In the future, some hope, diseases will have nowhere to run; they will be flanked and overwhelmed by the traditional top-down approach of drugs and surgery and the bottom-up techniques of genetic therapy. Little wonder, then, that optimism reigns in medical schools. “Students used to say, ‘I want to understand basic biology,’” says Tom Curran, a former president of the American Association of Cancer Research. “Now they are saying, ‘I want to cure something.’”
Despite the progress, they won’t lack for challenges. The looming riddles of medical research are still overwhelming and will require extraordinary amounts of money, as well as brainpower, to solve. Here are eight unanswered questions that leading medical researchers say will command most of the attention and funding in the next decade.
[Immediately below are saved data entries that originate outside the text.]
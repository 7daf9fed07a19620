use std::net::{Ipv4Addr, SocketAddr};
use std::sync::{Arc, Mutex};
use std::time::Duration as StdDuration;

use anyhow::Result;
use tokio::io::{AsyncReadExt, AsyncWriteExt};
use tokio::net::{TcpListener, TcpStream};
use tokio::task::JoinHandle;

use super::http_utils::{NOT_MODIFIED, header_value};

#[derive(Clone)]
enum Behavior {
    /// Answer the n-th request with the n-th response, repeating the last one.
    Sequence(Arc<Vec<Vec<u8>>>),
    /// Answer 304 when `If-Modified-Since` matches `last_modified`, else the full response.
    Conditional {
        full: Arc<Vec<u8>>,
        last_modified: String,
    },
    /// Accept, read the request, then close without answering.
    Silent,
}

/// Origin server on localhost that records every request head it receives.
pub struct MockOrigin {
    addr: SocketAddr,
    heads: Arc<Mutex<Vec<String>>>,
    handle: JoinHandle<()>,
}

impl MockOrigin {
    pub async fn sequence(responses: Vec<Vec<u8>>) -> Result<Self> {
        Self::spawn(Behavior::Sequence(Arc::new(responses)), None).await
    }

    pub async fn fixed(response: Vec<u8>) -> Result<Self> {
        Self::sequence(vec![response]).await
    }

    pub async fn conditional(full: Vec<u8>, last_modified: &str) -> Result<Self> {
        Self::spawn(
            Behavior::Conditional {
                full: Arc::new(full),
                last_modified: last_modified.to_string(),
            },
            None,
        )
        .await
    }

    pub async fn silent() -> Result<Self> {
        Self::spawn(Behavior::Silent, None).await
    }

    pub async fn delayed(response: Vec<u8>, delay: StdDuration) -> Result<Self> {
        Self::spawn(Behavior::Sequence(Arc::new(vec![response])), Some(delay)).await
    }

    pub fn addr(&self) -> SocketAddr {
        self.addr
    }

    pub fn url(&self, path: &str) -> String {
        format!("http://127.0.0.1:{}{path}", self.addr.port())
    }

    pub fn request_count(&self) -> usize {
        self.heads.lock().unwrap().len()
    }

    pub fn request_heads(&self) -> Vec<String> {
        self.heads.lock().unwrap().clone()
    }

    /// `If-Modified-Since` of every request received so far, in arrival order.
    pub fn if_modified_since(&self) -> Vec<Option<String>> {
        self.request_heads()
            .iter()
            .map(|head| header_value(head, "If-Modified-Since"))
            .collect()
    }

    async fn spawn(behavior: Behavior, delay: Option<StdDuration>) -> Result<Self> {
        let listener = TcpListener::bind((Ipv4Addr::LOCALHOST, 0)).await?;
        let addr = listener.local_addr()?;
        let heads = Arc::new(Mutex::new(Vec::new()));
        let recorded = heads.clone();
        let handle = tokio::spawn(async move {
            loop {
                let (stream, _) = match listener.accept().await {
                    Ok(conn) => conn,
                    Err(_) => break,
                };
                let behavior = behavior.clone();
                let recorded = recorded.clone();
                tokio::spawn(async move {
                    let _ = serve(stream, behavior, recorded, delay).await;
                });
            }
        });
        Ok(Self {
            addr,
            heads,
            handle,
        })
    }
}

impl Drop for MockOrigin {
    fn drop(&mut self) {
        self.handle.abort();
    }
}

async fn read_head(stream: &mut TcpStream) -> Result<String> {
    let mut data = Vec::new();
    let mut buf = [0u8; 4096];
    while !data.windows(4).any(|w| w == b"\r\n\r\n") {
        let n = stream.read(&mut buf).await?;
        if n == 0 {
            break;
        }
        data.extend_from_slice(&buf[..n]);
    }
    Ok(String::from_utf8_lossy(&data).into_owned())
}

async fn serve(
    mut stream: TcpStream,
    behavior: Behavior,
    heads: Arc<Mutex<Vec<String>>>,
    delay: Option<StdDuration>,
) -> Result<()> {
    let head = read_head(&mut stream).await?;
    if head.is_empty() {
        return Ok(());
    }
    let index = {
        let mut heads = heads.lock().unwrap();
        heads.push(head.clone());
        heads.len() - 1
    };

    let response = match behavior {
        Behavior::Sequence(responses) => {
            let last = responses.len().saturating_sub(1);
            responses.get(index.min(last)).cloned().unwrap_or_default()
        }
        Behavior::Conditional {
            full,
            last_modified,
        } => {
            let since = header_value(&head, "If-Modified-Since");
            if since.as_deref() == Some(last_modified.as_str()) {
                NOT_MODIFIED.to_vec()
            } else {
                full.to_vec()
            }
        }
        Behavior::Silent => Vec::new(),
    };
    if let Some(delay) = delay {
        tokio::time::sleep(delay).await;
    }
    stream.write_all(&response).await?;
    stream.shutdown().await.ok();
    Ok(())
}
Why Is Asthma Raging Out of Control?
Over the last 20 years, the incidence of asthma in the developed world, and of related disorders such as eczema, hay fever, and food allergies, has tripled. Yet asthma and the rest don’t appear to be communicable, and two decades aren’t enough for a genetic change to have become so widespread.
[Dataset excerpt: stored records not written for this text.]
//! Minimal inspection of raw HTTP response bytes.
//!
//! The proxy never parses a response into a structured form. It only needs the status line,
//! one header value, and a not-modified probe over the leading bytes.

use std::borrow::Cow;

pub const LAST_MODIFIED: &str = "Last-Modified";

/// Number of leading response bytes searched for [`NOT_MODIFIED_MARKER`].
pub const NOT_MODIFIED_PROBE_LEN: usize = 100;

/// Substring that marks a revalidation answer as "still valid".
///
/// Matched anywhere inside the probe window rather than parsed out of the status line, so a
/// response whose leading bytes mention the marker counts as not-modified.
pub const NOT_MODIFIED_MARKER: &[u8] = b"304 Not Modified";

const HEAD_DELIMITER: &[u8] = b"\r\n\r\n";

/// First line of the response, without its terminator.
pub fn status_line(raw: &[u8]) -> Cow<'_, str> {
    let end = raw
        .iter()
        .position(|b| *b == b'\r' || *b == b'\n')
        .unwrap_or(raw.len());
    String::from_utf8_lossy(&raw[..end])
}

/// Numeric status taken from the second token of the status line, when there is one.
pub fn status_code(raw: &[u8]) -> Option<u16> {
    let line = status_line(raw);
    let mut parts = line.split_whitespace();
    let version = parts.next()?;
    if !version.starts_with("HTTP/") {
        return None;
    }
    parts.next()?.parse().ok()
}

pub fn is_not_modified(raw: &[u8]) -> bool {
    let probe = &raw[..raw.len().min(NOT_MODIFIED_PROBE_LEN)];
    probe
        .windows(NOT_MODIFIED_MARKER.len())
        .any(|window| window == NOT_MODIFIED_MARKER)
}

/// Header block of the response, or `None` when the delimiter never appears.
pub fn header_block(raw: &[u8]) -> Option<&[u8]> {
    raw.windows(HEAD_DELIMITER.len())
        .position(|window| window == HEAD_DELIMITER)
        .map(|end| &raw[..end])
}

/// Trimmed value of the first header called `name` (ASCII case-insensitive).
///
/// Empty values, missing headers, and buffers without a header block all yield `None`.
pub fn header(raw: &[u8], name: &str) -> Option<String> {
    let block = header_block(raw)?;
    let name = name.as_bytes();
    for line in block.split(|b| *b == b'\n') {
        let line = line.strip_suffix(b"\r").unwrap_or(line);
        if line.len() <= name.len() || line[name.len()] != b':' {
            continue;
        }
        if !line[..name.len()].eq_ignore_ascii_case(name) {
            continue;
        }
        let value = String::from_utf8_lossy(&line[name.len() + 1..]);
        let value = value.trim();
        if value.is_empty() {
            return None;
        }
        return Some(value.to_string());
    }
    None
}

/// `Last-Modified` of a stored response, used as the revalidation token.
pub fn validation_token(raw: &[u8]) -> Option<String> {
    header(raw, LAST_MODIFIED)
}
“The question must be: ‘What has changed in the last 20 years?’” says Paul Hannaway, who is himself an asthmatic and head of the asthma-immunology division at North Shore Medical Center in Salem, Massachusetts. A clue has come from studies in Austria, Canada, Germany, and Finland, where researchers found that children raised on farms are less likely to have asthma than those reared in more populated areas. Other studies show that children in day care have less asthma and fewer allergies than those raised at home, and younger siblings have a lower incidence of these syndromes. In each case, an answer may lie in the amount of exposure to pathogens at an early age.
The biochemical on-off switch for asthma lurks within what are called T-helper cells, specialized white blood cells that marshal other kinds of T cells to combat invaders. There are two basic types of T-helper cells: Th1, or the nonallergic variety, and Th2, the proallergic sort. All healthy infants are born with a proallergic Th2 system, which protects the fetus from being rejected as a foreign object by its mother’s body. But, according to the hygiene hypothesis, early childhood exposure to the natural world’s microbial menagerie can reconfigure an infant’s immune system into the nonallergic Th1 variety, while antiseptically reared infants are stuck with Th2 systems and develop asthma.
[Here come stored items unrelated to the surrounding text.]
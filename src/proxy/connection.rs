use std::net::SocketAddr;
use std::time::Instant;

use anyhow::Result;
use tokio::io::{AsyncRead, AsyncWrite};
use tracing::{debug, warn};

use super::AppContext;
use super::engine::{Decision, Outcome};
use super::request::{ClientReadTimeout, InboundMessage, extract, read_inbound};
use super::response;
use crate::logging::AccessLogBuilder;

/// Serve exactly one request on `stream`, then close it.
pub async fn handle_connection<S>(mut stream: S, peer: SocketAddr, app: AppContext) -> Result<()>
where
    S: AsyncRead + AsyncWrite + Unpin,
{
    let started = Instant::now();
    let settings = &app.settings;
    let mut log = AccessLogBuilder::new(peer);

    let inbound = read_inbound(
        &mut stream,
        settings.request_shape,
        settings.client_timeout(),
        settings.max_request_header_size,
    )
    .await;
    let (bytes, shape) = match inbound {
        Ok(InboundMessage::Complete { bytes, shape }) => (bytes, shape),
        Ok(InboundMessage::TooLarge { bytes_read }) => {
            warn!(peer = %peer, bytes_read, "client request exceeds configured limit");
            let outcome = Outcome::rejected(format!(
                "request exceeds configured limit of {} bytes",
                settings.max_request_header_size
            ));
            return finish(&mut stream, &app, outcome, bytes_read, log, started).await;
        }
        Ok(InboundMessage::Abandoned { bytes_read }) => {
            debug!(peer = %peer, bytes_read, "client closed before sending a request");
            log.decision(Decision::Abandoned.as_str())
                .bytes(bytes_read as u64, 0)
                .elapsed(started.elapsed())
                .log();
            return Ok(());
        }
        Err(err) => match err.downcast_ref::<ClientReadTimeout>() {
            Some(timeout) => {
                let bytes_read = timeout.bytes_read;
                debug!(peer = %peer, bytes_read, "client request timed out");
                let outcome = Outcome::timed_out(err.to_string());
                return finish(&mut stream, &app, outcome, bytes_read, log, started).await;
            }
            None => return Err(err.context("reading client request")),
        },
    };

    let outcome = match extract(&bytes, shape) {
        Ok(request) => {
            log = log
                .method(request.method.as_deref())
                .url(request.url.as_str())
                .host(request.host());
            app.engine.handle(&request).await
        }
        Err(failure) => {
            warn!(peer = %peer, error = %failure, "rejecting request");
            Outcome::rejected(failure.to_string())
        }
    };
    finish(&mut stream, &app, outcome, bytes.len(), log, started).await
}

async fn finish<S>(
    stream: &mut S,
    app: &AppContext,
    outcome: Outcome,
    bytes_in: usize,
    log: AccessLogBuilder,
    started: Instant,
) -> Result<()>
where
    S: AsyncWrite + Unpin,
{
    let mut log = log
        .decision(outcome.decision.as_str())
        .cache_store(outcome.cache_store.as_str())
        .status(outcome.status_code());
    if let Some(lookup) = outcome.cache_lookup {
        log = log.cache_lookup(lookup.as_str());
    }
    if let Some(reason) = &outcome.error {
        log = log.error_reason(reason.as_str());
    }

    let delivered =
        response::deliver(stream, &outcome.response, app.settings.client_timeout()).await;
    let bytes_out = delivered.as_ref().map(|written| *written).unwrap_or(0);
    let log = log
        .bytes(bytes_in as u64, bytes_out as u64)
        .elapsed(started.elapsed());
    match delivered {
        Ok(_) => {
            log.log();
            Ok(())
        }
        Err(err) => {
            log.error_reason(format!("{err:#}")).log();
            Err(err)
        }
    }
}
Holes remain in the theory. “It doesn’t explain adult-onset asthma,” says Hannaway. “You’re 50 years old, and all of a sudden you get asthma out of a clear blue sky. How does that happen?” It also doesn’t explain why asthma is on the rise in some parts of rural Africa. Hannaway reckons the hygiene hypothesis will be part of the ultimate theory but adds, “in all likelihood there are many reasons for the emerging epidemic.”
Until the theory is complete, Hannaway thinks the case for the hygiene hypothesis is strong enough to warrant mixing some messiness into the spotless world of the modern infant. “There may indeed be some sense in letting your kid go outside and eat a little dirt,” he says. “And maybe we should not be such fastidious housekeepers.”